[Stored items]

• • • •

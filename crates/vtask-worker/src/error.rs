//! Worker error types.

use thiserror::Error;

pub type WorkerResult<T> = Result<T, WorkerError>;

#[derive(Debug, Error)]
pub enum WorkerError {
    #[error("Invalid job parameters: {0}")]
    Validation(String),

    #[error("No subtitle found for video {0}")]
    SubtitleNotFound(String),

    #[error("Subtitle file {0} is not valid UTF-8 text")]
    SubtitleDecode(String),

    #[error("Model returned unusable output: {0}")]
    InvalidOutput(String),

    #[error("Transcript unavailable: {0}")]
    Transcript(String),

    #[error("Configuration error: {0}")]
    ConfigError(String),

    #[error("Storage error: {0}")]
    Storage(#[from] vtask_storage::StorageError),

    #[error("Media error: {0}")]
    Media(#[from] vtask_media::MediaError),

    #[error("LLM error: {0}")]
    Llm(#[from] vtask_llm::LlmError),

    #[error("Queue error: {0}")]
    Queue(#[from] vtask_queue::QueueError),

    #[error("IO error: {0}")]
    Io(#[from] std::io::Error),
}

impl WorkerError {
    pub fn validation(msg: impl Into<String>) -> Self {
        Self::Validation(msg.into())
    }

    pub fn invalid_output(msg: impl Into<String>) -> Self {
        Self::InvalidOutput(msg.into())
    }

    pub fn transcript(msg: impl Into<String>) -> Self {
        Self::Transcript(msg.into())
    }

    pub fn config_error(msg: impl Into<String>) -> Self {
        Self::ConfigError(msg.into())
    }

    /// Whether the job failed on its input rather than while executing.
    ///
    /// Validation failures happen before any external tool is invoked.
    pub fn is_validation(&self) -> bool {
        match self {
            WorkerError::Validation(_) | WorkerError::SubtitleNotFound(_) | WorkerError::SubtitleDecode(_) => true,
            WorkerError::Storage(e) => e.is_validation(),
            WorkerError::Media(vtask_media::MediaError::InvalidOptions(_)) => true,
            _ => false,
        }
    }
}
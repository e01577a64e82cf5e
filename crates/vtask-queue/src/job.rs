//! Job descriptions carried through the broker.

use chrono::{DateTime, Utc};
use serde::{Deserialize, Serialize};
use vtask_models::{JobKind, StoredFileId, SubtitleOptions, TaskId};

/// Cut a section out of a remote video and store it.
#[derive(Debug, Clone, PartialEq, Serialize, Deserialize)]
pub struct DownloadSectionJob {
    pub task_id: TaskId,
    pub url: String,
    /// `HH:MM:SS`, `MM:SS` or seconds
    pub start: String,
    pub end: String,
    /// Filename of the stored result
    pub name: String,
    pub owner: String,
    pub created_at: DateTime<Utc>,
}

impl DownloadSectionJob {
    pub fn new(
        url: impl Into<String>,
        start: impl Into<String>,
        end: impl Into<String>,
        name: impl Into<String>,
        owner: impl Into<String>,
    ) -> Self {
        Self {
            task_id: TaskId::new(),
            url: url.into(),
            start: start.into(),
            end: end.into(),
            name: name.into(),
            owner: owner.into(),
            created_at: Utc::now(),
        }
    }
}

/// Transcribe a stored video, optionally translate, and add subtitles.
#[derive(Debug, Clone, PartialEq, Serialize, Deserialize)]
pub struct AddSubtitlesJob {
    pub task_id: TaskId,
    pub file_id: StoredFileId,
    pub origin_language: String,
    pub target_language: String,
    pub output_filename: String,
    pub options: SubtitleOptions,
    pub owner: String,
    pub created_at: DateTime<Utc>,
}

impl AddSubtitlesJob {
    pub fn new(
        file_id: StoredFileId,
        origin_language: impl Into<String>,
        target_language: impl Into<String>,
        output_filename: impl Into<String>,
        owner: impl Into<String>,
    ) -> Self {
        Self {
            task_id: TaskId::new(),
            file_id,
            origin_language: origin_language.into(),
            target_language: target_language.into(),
            output_filename: output_filename.into(),
            options: SubtitleOptions::default(),
            owner: owner.into(),
            created_at: Utc::now(),
        }
    }

    /// Set styling options.
    pub fn with_options(mut self, options: SubtitleOptions) -> Self {
        self.options = options;
        self
    }

    /// Whether the transcript has to go through translation.
    pub fn needs_translation(&self) -> bool {
        !self
            .origin_language
            .trim()
            .eq_ignore_ascii_case(self.target_language.trim())
    }
}

/// Burn the ASS subtitle associated with a stored video into its pixels.
#[derive(Debug, Clone, PartialEq, Serialize, Deserialize)]
pub struct BurnAssJob {
    pub task_id: TaskId,
    pub video_file_id: StoredFileId,
    pub output_filename: String,
    pub owner: String,
    pub created_at: DateTime<Utc>,
}

impl BurnAssJob {
    pub fn new(video_file_id: StoredFileId, output_filename: impl Into<String>, owner: impl Into<String>) -> Self {
        Self {
            task_id: TaskId::new(),
            video_file_id,
            output_filename: output_filename.into(),
            owner: owner.into(),
            created_at: Utc::now(),
        }
    }
}

/// Extract a titled list of key insights from a video's transcript.
#[derive(Debug, Clone, PartialEq, Serialize, Deserialize)]
pub struct ExtractKeyInsightsJob {
    pub task_id: TaskId,
    pub video_url: String,
    pub model_id: String,
    pub owner: String,
    pub target_language: String,
    pub number_of_key_insights: u32,
    pub created_at: DateTime<Utc>,
}

impl ExtractKeyInsightsJob {
    pub fn new(
        video_url: impl Into<String>,
        model_id: impl Into<String>,
        owner: impl Into<String>,
        target_language: impl Into<String>,
        number_of_key_insights: u32,
    ) -> Self {
        Self {
            task_id: TaskId::new(),
            video_url: video_url.into(),
            model_id: model_id.into(),
            owner: owner.into(),
            target_language: target_language.into(),
            number_of_key_insights,
            created_at: Utc::now(),
        }
    }
}

/// Extract timestamped summary segments from a video's transcript.
#[derive(Debug, Clone, PartialEq, Serialize, Deserialize)]
pub struct ExtractVideoSummaryJob {
    pub task_id: TaskId,
    pub video_url: String,
    pub model_id: String,
    pub owner: String,
    pub created_at: DateTime<Utc>,
}

impl ExtractVideoSummaryJob {
    pub fn new(video_url: impl Into<String>, model_id: impl Into<String>, owner: impl Into<String>) -> Self {
        Self {
            task_id: TaskId::new(),
            video_url: video_url.into(),
            model_id: model_id.into(),
            owner: owner.into(),
            created_at: Utc::now(),
        }
    }
}

/// Envelope placed on the stream.
#[derive(Debug, Clone, PartialEq, Serialize, Deserialize)]
#[serde(tag = "type", rename_all = "snake_case")]
pub enum QueueJob {
    DownloadSection(DownloadSectionJob),
    AddSubtitles(AddSubtitlesJob),
    BurnAss(BurnAssJob),
    ExtractKeyInsights(ExtractKeyInsightsJob),
    ExtractVideoSummary(ExtractVideoSummaryJob),
}

impl QueueJob {
    pub fn task_id(&self) -> &TaskId {
        match self {
            QueueJob::DownloadSection(j) => &j.task_id,
            QueueJob::AddSubtitles(j) => &j.task_id,
            QueueJob::BurnAss(j) => &j.task_id,
            QueueJob::ExtractKeyInsights(j) => &j.task_id,
            QueueJob::ExtractVideoSummary(j) => &j.task_id,
        }
    }

    pub fn kind(&self) -> JobKind {
        match self {
            QueueJob::DownloadSection(_) => JobKind::DownloadSection,
            QueueJob::AddSubtitles(_) => JobKind::AddSubtitles,
            QueueJob::BurnAss(_) => JobKind::BurnAss,
            QueueJob::ExtractKeyInsights(_) => JobKind::ExtractKeyInsights,
            QueueJob::ExtractVideoSummary(_) => JobKind::ExtractVideoSummary,
        }
    }

    pub fn owner(&self) -> &str {
        match self {
            QueueJob::DownloadSection(j) => &j.owner,
            QueueJob::AddSubtitles(j) => &j.owner,
            QueueJob::BurnAss(j) => &j.owner,
            QueueJob::ExtractKeyInsights(j) => &j.owner,
            QueueJob::ExtractVideoSummary(j) => &j.owner,
        }
    }
}
use std::time::Duration;

use serde::Deserialize;
use serde_json::json;
use wiremock::matchers::{body_partial_json, header, method, path, query_param};
use wiremock::{Mock, MockServer, ResponseTemplate};

use vtask_llm::{
    collect_stream, structured_output_as, GeminiAdapter, GeminiConfig, LlmAdapter, LlmError, ModelCredentials,
};

fn adapter(server: &MockServer) -> GeminiAdapter {
    GeminiAdapter::new(GeminiConfig {
        base_url: server.uri(),
        timeout: Duration::from_secs(5),
        max_retries: 0,
    })
    .unwrap()
}

fn creds() -> ModelCredentials {
    ModelCredentials::new("gemini-2.5-flash", "test-key")
}

fn text_response(text: &str) -> serde_json::Value {
    json!({"candidates": [{"content": {"role": "model", "parts": [{"text": text}]}}]})
}

#[derive(Debug, Deserialize, schemars::JsonSchema)]
struct Answer {
    value: u32,
}

#[tokio::test]
async fn structured_output_sends_schema_and_parses_json() {
    let server = MockServer::start().await;
    Mock::given(method("POST"))
        .and(path("/v1beta/models/gemini-2.5-flash:generateContent"))
        .and(header("x-goog-api-key", "test-key"))
        .and(body_partial_json(json!({
            "generationConfig": {
                "responseMimeType": "application/json",
                "responseSchema": {"type": "object"}
            }
        })))
        .respond_with(ResponseTemplate::new(200).set_body_json(text_response("```json\n{\"value\": 42}\n```")))
        .expect(1)
        .mount(&server)
        .await;

    let adapter = adapter(&server);
    let answer: Answer = structured_output_as(&adapter, "what is it?", &creds()).await.unwrap();
    assert_eq!(answer.value, 42);
}

#[tokio::test]
async fn structured_output_rejects_wrong_shape() {
    let server = MockServer::start().await;
    Mock::given(method("POST"))
        .respond_with(ResponseTemplate::new(200).set_body_json(text_response("{\"other\": true}")))
        .mount(&server)
        .await;

    let adapter = adapter(&server);
    let err = structured_output_as::<Answer>(&adapter, "q", &creds()).await.unwrap_err();
    assert!(matches!(err, LlmError::InvalidResponse(_)));
}

#[tokio::test]
async fn client_errors_are_not_retryable() {
    let server = MockServer::start().await;
    Mock::given(method("POST"))
        .respond_with(ResponseTemplate::new(400).set_body_string("bad key"))
        .mount(&server)
        .await;

    let err = adapter(&server)
        .structured_output("q", &creds(), json!({"type": "object"}))
        .await
        .unwrap_err();
    assert!(matches!(err, LlmError::RequestFailed(ref msg) if msg.contains("bad key")));
    assert!(!err.is_retryable());
}

#[tokio::test]
async fn generate_stream_concatenates_sse_chunks() {
    let body = format!(
        "data: {}\r\n\r\ndata: {}\r\n\r\n",
        text_response("noise<updated_content>HEL"),
        text_response("LO</updated_content>trailer")
    );

    let server = MockServer::start().await;
    Mock::given(method("POST"))
        .and(path("/v1beta/models/gemini-2.5-flash:streamGenerateContent"))
        .and(query_param("alt", "sse"))
        .respond_with(ResponseTemplate::new(200).set_body_raw(body, "text/event-stream"))
        .mount(&server)
        .await;

    let stream = adapter(&server).generate_stream("rewrite", &creds()).await.unwrap();
    let text = collect_stream(stream).await.unwrap();
    assert_eq!(text, "noise<updated_content>HELLO</updated_content>trailer");
}

#[tokio::test]
async fn generate_stream_surfaces_http_errors() {
    let server = MockServer::start().await;
    Mock::given(method("POST"))
        .respond_with(ResponseTemplate::new(503))
        .mount(&server)
        .await;

    let result = adapter(&server).generate_stream("rewrite", &creds()).await;
    assert!(matches!(result, Err(LlmError::ServiceUnavailable(_))));
}
impl GithubClient {
    pub fn new(
        github: &GithubConfig,
        rate_limit: RateLimitConfig,
        breaker: BreakerConfig,
        timeouts: TimeoutConfig,
        sentinel: Arc<dyn RateLimitSentinel>,
    ) -> Result<Self> {
        let http = reqwest::Client::builder()
            .timeout(timeouts.http())
            .connect_timeout(Duration::from_secs(10))
            .build()
            .map_err(|e| Error::config(format!("Failed to build HTTP client: {}", e)))?;

        let auth = Arc::new(AppAuth::from_config(github, http.clone())?);

        Ok(Self {
            http,
            auth,
            gate: Arc::new(RateLimitGate::new(rate_limit.reserve, sentinel)),
            breaker: Arc::new(CircuitBreaker::new(breaker)),
            api_base: github.api_base.clone(),
        })
    }

    /// The shared gate, for the polling scheduler's pre-enqueue check
    pub fn rate_gate(&self) -> Arc<RateLimitGate> {
        self.gate.clone()
    }

    /// Artifacts uploaded by one run, 100 per page, all pages
    pub async fn list_run_artifacts(
        &self,
        owner: &str,
        repo: &str,
        run_id: i64,
        installation_id: i64,
    ) -> Result<Vec<Artifact>> {
        let mut artifacts = Vec::new();
        let mut page = 1u32;

        loop {
            let path = format!(
                "/repos/{}/{}/actions/runs/{}/artifacts?per_page=100&page={}",
                owner, repo, run_id, page
            );
            let body: ArtifactPage = self.get_json(installation_id, &path).await?;
            let fetched = body.artifacts.len();
            artifacts.extend(body.artifacts);

            if artifacts.len() as u64 >= body.total_count || fetched == 0 {
                break;
            }
            page += 1;
        }

        Ok(artifacts)
    }

    /// Resolve the short-lived URL and stream the archive to a fresh file
    /// under `dest_dir`. The URL is re-resolved on every call, so a retry
    /// after expiry gets a fresh one.
    pub async fn download_artifact_zip(
        &self,
        owner: &str,
        repo: &str,
        artifact_id: i64,
        installation_id: i64,
        dest_dir: &Path,
    ) -> Result<PathBuf> {
        let now = Utc::now();
        self.gate.check(now).await?;
        self.breaker.allow(API_TARGET, now)?;

        let token = self.auth.installation_token(installation_id).await?;
        let url = format!(
            "{}/repos/{}/{}/actions/artifacts/{}/zip",
            self.api_base, owner, repo, artifact_id
        );

        // reqwest follows the redirect to pre-signed blob storage
        let response = self
            .http
            .get(&url)
            .bearer_auth(&token)
            .header("Accept", "application/vnd.github+json")
            .header("User-Agent", "flakeguard")
            .send()
            .await
            .map_err(|e| {
                self.breaker.record_failure(API_TARGET, Utc::now());
                Error::network(format!("Artifact download failed: {}", e))
            })?;

        let (remaining, reset) = parse_rate_headers(response.headers());
        self.gate.observe(remaining, reset).await;

        match response.status() {
            status if status.is_success() => {}
            reqwest::StatusCode::GONE => {
                self.breaker.record_success(API_TARGET, Utc::now());
                return Err(Error::ArtifactExpired(format!(
                    "artifact {} url lapsed",
                    artifact_id
                )));
            }
            reqwest::StatusCode::UNAUTHORIZED => {
                self.auth.evict(installation_id);
                return Err(Error::authentication("Download token rejected"));
            }
            reqwest::StatusCode::NOT_FOUND => {
                return Err(Error::not_found("Artifact", artifact_id.to_string()));
            }
            status => {
                self.breaker.record_failure(API_TARGET, Utc::now());
                return Err(Error::network(format!(
                    "Artifact download returned {}",
                    status.as_u16()
                )));
            }
        }

        self.breaker.record_success(API_TARGET, Utc::now());

        // Stream chunk by chunk; the archive never sits in memory
        let dest = dest_dir.join(format!("artifact-{}.zip", artifact_id));
        let mut file = tokio::fs::File::create(&dest)
            .await
            .map_err(|e| Error::internal(format!("Failed to create temp file: {}", e)))?;

        let mut stream = response.bytes_stream();
        while let Some(chunk) = stream.next().await {
            let chunk =
                chunk.map_err(|e| Error::network(format!("Download stream broke: {}", e)))?;
            file.write_all(&chunk)
                .await
                .map_err(|e| Error::internal(format!("Failed to write temp file: {}", e)))?;
        }
        file.flush()
            .await
            .map_err(|e| Error::internal(format!("Failed to flush temp file: {}", e)))?;

        tracing::debug!(
            artifact_id = artifact_id,
            dest = %dest.display(),
            "Artifact downloaded"
        );

        Ok(dest)
    }

    /// Jobs belonging to one run
    pub async fn list_jobs_for_run(
        &self,
        owner: &str,
        repo: &str,
        run_id: i64,
        installation_id: i64,
    ) -> Result<Vec<JobInfo>> {
        let path = format!(
            "/repos/{}/{}/actions/runs/{}/jobs?per_page=100",
            owner, repo, run_id
        );
        let body: JobPage = self.get_json(installation_id, &path).await?;
        Ok(body.jobs)
    }

    /// One workflow run
    pub async fn get_workflow_run(
        &self,
        owner: &str,
        repo: &str,
        run_id: i64,
        installation_id: i64,
    ) -> Result<WorkflowRunInfo> {
        let path = format!("/repos/{}/{}/actions/runs/{}", owner, repo, run_id);
        self.get_json(installation_id, &path).await
    }

    /// Recent runs, newest first; the polling sweep diffs these against the
    /// runs already ingested
    pub async fn list_recent_runs(
        &self,
        owner: &str,
        repo: &str,
        installation_id: i64,
        per_page: u32,
    ) -> Result<Vec<WorkflowRunInfo>> {
        let path = format!(
            "/repos/{}/{}/actions/runs?per_page={}",
            owner, repo, per_page
        );
        let body: RunPage = self.get_json(installation_id, &path).await?;
        Ok(body.workflow_runs)
    }

    /// Trigger a rerun of a run's failed jobs. The provider treats repeat
    /// triggers for an in-flight rerun as no-ops.
    pub async fn rerun_failed_jobs(
        &self,
        owner: &str,
        repo: &str,
        run_id: i64,
        installation_id: i64,
    ) -> Result<()> {
        let path = format!(
            "/repos/{}/{}/actions/runs/{}/rerun-failed-jobs",
            owner, repo, run_id
        );
        let _: serde_json::Value = self
            .send_json(installation_id, reqwest::Method::POST, &path)
            .await?;
        Ok(())
    }

    async fn get_json<T: DeserializeOwned>(&self, installation_id: i64, path: &str) -> Result<T> {
        self.send_json(installation_id, reqwest::Method::GET, path)
            .await
    }

    async fn send_json<T: DeserializeOwned>(
        &self,
        installation_id: i64,
        method: reqwest::Method,
        path: &str,
    ) -> Result<T> {
        let mut attempt = 0u32;

        loop {
            attempt += 1;

            match self
                .send_once(installation_id, method.clone(), path)
                .await
            {
                Ok(value) => {
                    metrics::counter!(
                        "github_api_calls_total",
                        "endpoint" => endpoint_label(path),
                        "outcome" => "ok"
                    )
                    .increment(1);
                    return Ok(value);
                }
                Err(e) if matches!(e, Error::Network(_)) && attempt < MAX_ATTEMPTS => {
                    let delay = backoff_delay(attempt);
                    tracing::warn!(
                        path = path,
                        attempt = attempt,
                        delay_ms = delay.as_millis() as u64,
                        error = %e,
                        "Retrying transient API failure"
                    );
                    tokio::time::sleep(delay).await;
                }
                Err(e) => {
                    metrics::counter!(
                        "github_api_calls_total",
                        "endpoint" => endpoint_label(path),
                        "outcome" => outcome_label(&e)
                    )
                    .increment(1);
                    return Err(e);
                }
            }
        }
    }

    async fn send_once<T: DeserializeOwned>(
        &self,
        installation_id: i64,
        method: reqwest::Method,
        path: &str,
    ) -> Result<T> {
        let now = Utc::now();
        self.gate.check(now).await?;
        self.breaker.allow(API_TARGET, now)?;

        let token = self.auth.installation_token(installation_id).await?;
        let url = format!("{}{}", self.api_base, path);

        let response = self
            .http
            .request(method, &url)
            .bearer_auth(&token)
            .header("Accept", "application/vnd.github+json")
            .header("User-Agent", "flakeguard")
            .send()
            .await
            .map_err(|e| {
                self.breaker.record_failure(API_TARGET, Utc::now());
                Error::network(format!("Request failed: {}", e))
            })?;

        let (remaining, reset) = parse_rate_headers(response.headers());
        self.gate.observe(remaining, reset).await;

        let status = response.status();
        match status {
            s if s.is_success() => {
                self.breaker.record_success(API_TARGET, Utc::now());
                response
                    .json()
                    .await
                    .map_err(|e| Error::network(format!("Malformed API response: {}", e)))
            }
            reqwest::StatusCode::UNAUTHORIZED => {
                self.auth.evict(installation_id);
                Err(Error::authentication("API token rejected"))
            }
            reqwest::StatusCode::TOO_MANY_REQUESTS => {
                let reset_at = reset.unwrap_or_else(|| now + chrono::Duration::seconds(60));
                self.gate.observe_throttled(reset_at).await;
                Err(Error::RateLimited { reset_at })
            }
            reqwest::StatusCode::FORBIDDEN => {
                // a 403 with a drained budget is a primary rate limit
                if remaining == Some(0) {
                    let reset_at = reset.unwrap_or_else(|| now + chrono::Duration::seconds(60));
                    self.gate.observe_throttled(reset_at).await;
                    Err(Error::RateLimited { reset_at })
                } else {
                    Err(Error::permission(format!("API returned 403 for {}", path)))
                }
            }
            reqwest::StatusCode::NOT_FOUND => Err(Error::not_found("Resource", path.to_string())),
            s if s.is_server_error() => {
                self.breaker.record_failure(API_TARGET, Utc::now());
                Err(Error::network(format!("API returned {}", s.as_u16())))
            }
            s => Err(Error::internal(format!(
                "Unexpected API status {} for {}",
                s.as_u16(),
                path
            ))),
        }
    }
}
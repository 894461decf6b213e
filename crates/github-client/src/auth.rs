//! GitHub App authentication
//!
//! An RS256 app JWT mints short-lived installation tokens, cached per
//! installation until shortly before expiry. A 401 from the API evicts the
//! cached token so the next call re-mints.

use base64::Engine;
use chrono::{DateTime, Duration, Utc};
use dashmap::DashMap;
use jsonwebtoken::{encode, Algorithm, EncodingKey, Header};
use serde::{Deserialize, Serialize};

use shared::config::GithubConfig;
use shared::{Error, Result};

/// Mint tokens this long before the cached one actually expires
const EXPIRY_MARGIN_MINUTES: i64 = 5;

/// App JWT lifetime (GitHub caps it at 10 minutes)
const JWT_LIFETIME_SECONDS: i64 = 600;

/// Allowed clock skew on the issued-at claim
const JWT_SKEW_SECONDS: i64 = 60;

#[derive(Debug, Serialize)]
struct AppClaims {
    iat: i64,
    exp: i64,
    iss: String,
}

#[derive(Debug, Deserialize)]
struct InstallationTokenResponse {
    token: String,
    expires_at: DateTime<Utc>,
}

#[derive(Debug, Clone)]
struct CachedToken {
    token: String,
    expires_at: DateTime<Utc>,
}

/// App credential holder and installation-token cache
pub struct AppAuth {
    app_id: u64,
    encoding_key: EncodingKey,
    api_base: String,
    http: reqwest::Client,
    tokens: DashMap<i64, CachedToken>,
}

impl AppAuth {
    /// Build from configuration; decodes the base64 PEM private key
    pub fn from_config(config: &GithubConfig, http: reqwest::Client) -> Result<Self> {
        let pem = base64::engine::general_purpose::STANDARD
            .decode(config.private_key_base64.trim())
            .map_err(|e| Error::config(format!("Invalid GITHUB_PRIVATE_KEY_BASE64: {}", e)))?;

        let encoding_key = EncodingKey::from_rsa_pem(&pem)
            .map_err(|e| Error::config(format!("Invalid GitHub App private key: {}", e)))?;

        Ok(Self {
            app_id: config.app_id,
            encoding_key,
            api_base: config.api_base.clone(),
            http,
            tokens: DashMap::new(),
        })
    }

    /// Short-lived app JWT for the installations endpoint
    fn app_jwt(&self) -> Result<String> {
        let now = Utc::now().timestamp();
        let claims = AppClaims {
            iat: now - JWT_SKEW_SECONDS,
            exp: now + JWT_LIFETIME_SECONDS,
            iss: self.app_id.to_string(),
        };

        encode(&Header::new(Algorithm::RS256), &claims, &self.encoding_key)
            .map_err(|e| Error::authentication(format!("Failed to sign app JWT: {}", e)))
    }

    /// Token for one installation, minted on demand and cached until close
    /// to expiry
    pub async fn installation_token(&self, installation_id: i64) -> Result<String> {
        if let Some(cached) = self.tokens.get(&installation_id) {
            if cached.expires_at > Utc::now() + Duration::minutes(EXPIRY_MARGIN_MINUTES) {
                return Ok(cached.token.clone());
            }
        }

        let jwt = self.app_jwt()?;
        let url = format!(
            "{}/app/installations/{}/access_tokens",
            self.api_base, installation_id
        );

        let response = self
            .http
            .post(&url)
            .bearer_auth(jwt)
            .header("Accept", "application/vnd.github+json")
            .header("User-Agent", "flakeguard")
            .send()
            .await
            .map_err(|e| Error::network(format!("Token mint failed: {}", e)))?;

        match response.status() {
            status if status.is_success() => {
                let body: InstallationTokenResponse = response
                    .json()
                    .await
                    .map_err(|e| Error::network(format!("Malformed token response: {}", e)))?;

                tracing::debug!(
                    installation_id = installation_id,
                    expires_at = %body.expires_at,
                    "Minted installation token"
                );

                self.tokens.insert(
                    installation_id,
                    CachedToken {
                        token: body.token.clone(),
                        expires_at: body.expires_at,
                    },
                );
                Ok(body.token)
            }
            reqwest::StatusCode::UNAUTHORIZED => Err(Error::authentication(format!(
                "App credentials rejected for installation {}",
                installation_id
            ))),
            reqwest::StatusCode::NOT_FOUND => Err(Error::not_found(
                "Installation",
                installation_id.to_string(),
            )),
            status => Err(Error::network(format!(
                "Token mint returned {}",
                status.as_u16()
            ))),
        }
    }

    /// Drop a cached token after the API rejected it
    pub fn evict(&self, installation_id: i64) {
        if self.tokens.remove(&installation_id).is_some() {
            tracing::debug!(
                installation_id = installation_id,
                "Evicted installation token after rejection"
            );
        }
    }

    #[cfg(test)]
    pub(crate) fn cache_token_for_tests(
        &self,
        installation_id: i64,
        token: &str,
        expires_at: DateTime<Utc>,
    ) {
        self.tokens.insert(
            installation_id,
            CachedToken {
                token: token.to_string(),
                expires_at,
            },
        );
    }
}

#[cfg(test)]
mod tests {
    use super::*;

    // 2048-bit throwaway key used only to exercise signing paths
    const TEST_KEY_PEM: &str = include_str!("testdata/test_app_key.pem");

    fn auth() -> AppAuth {
        let config = GithubConfig {
            app_id: 4242,
            private_key_base64: base64::engine::general_purpose::STANDARD
                .encode(TEST_KEY_PEM),
            webhook_secret: "shhh".to_string(),
            default_installation_id: None,
            api_base: "http://127.0.0.1:1".to_string(),
        };
        AppAuth::from_config(&config, reqwest::Client::new()).unwrap()
    }

    #[test]
    fn test_jwt_has_three_segments() {
        let jwt = auth().app_jwt().unwrap();
        assert_eq!(jwt.split('.').count(), 3);
    }

    #[test]
    fn test_bad_key_is_a_config_error() {
        let config = GithubConfig {
            app_id: 1,
            private_key_base64: base64::engine::general_purpose::STANDARD.encode("not a pem"),
            webhook_secret: "s".to_string(),
            default_installation_id: None,
            api_base: "http://127.0.0.1:1".to_string(),
        };
        let result = AppAuth::from_config(&config, reqwest::Client::new());
        assert!(matches!(result, Err(Error::Config(_))));
    }

    #[test]
    fn test_bad_base64_is_a_config_error() {
        let config = GithubConfig {
            app_id: 1,
            private_key_base64: "!!!not-base64!!!".to_string(),
            webhook_secret: "s".to_string(),
            default_installation_id: None,
            api_base: "http://127.0.0.1:1".to_string(),
        };
        assert!(AppAuth::from_config(&config, reqwest::Client::new()).is_err());
    }

    #[tokio::test]
    async fn test_cached_token_is_served_without_network() {
        let auth = auth();
        auth.cache_token_for_tests(7, "inst-token", Utc::now() + Duration::hours(1));
        let token = auth.installation_token(7).await.unwrap();
        assert_eq!(token, "inst-token");
    }

    #[tokio::test]
    async fn test_eviction_forces_remint() {
        let auth = auth();
        auth.cache_token_for_tests(7, "stale", Utc::now() + Duration::hours(1));
        auth.evict(7);
        // api_base points at a closed port, so the re-mint must fail loudly
        let result = auth.installation_token(7).await;
        assert!(matches!(result, Err(Error::Network(_))));
    }

    #[tokio::test]
    async fn test_nearly_expired_token_is_not_served() {
        let auth = auth();
        auth.cache_token_for_tests(7, "lapsing", Utc::now() + Duration::minutes(1));
        let result = auth.installation_token(7).await;
        // inside the expiry margin: mint attempt, which fails against the
        // closed port
        assert!(result.is_err());
    }
}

• • • •

• EXERCISE REQUIREMENTS
The lines to copy are those above that contain "EncodingKey".

• ANSWER TO THE EXERCISE
use jsonwebtoken::{encode, Algorithm, EncodingKey, Header};
    encoding_key: EncodingKey,
        let encoding_key = EncodingKey::from_rsa_pem(&pem)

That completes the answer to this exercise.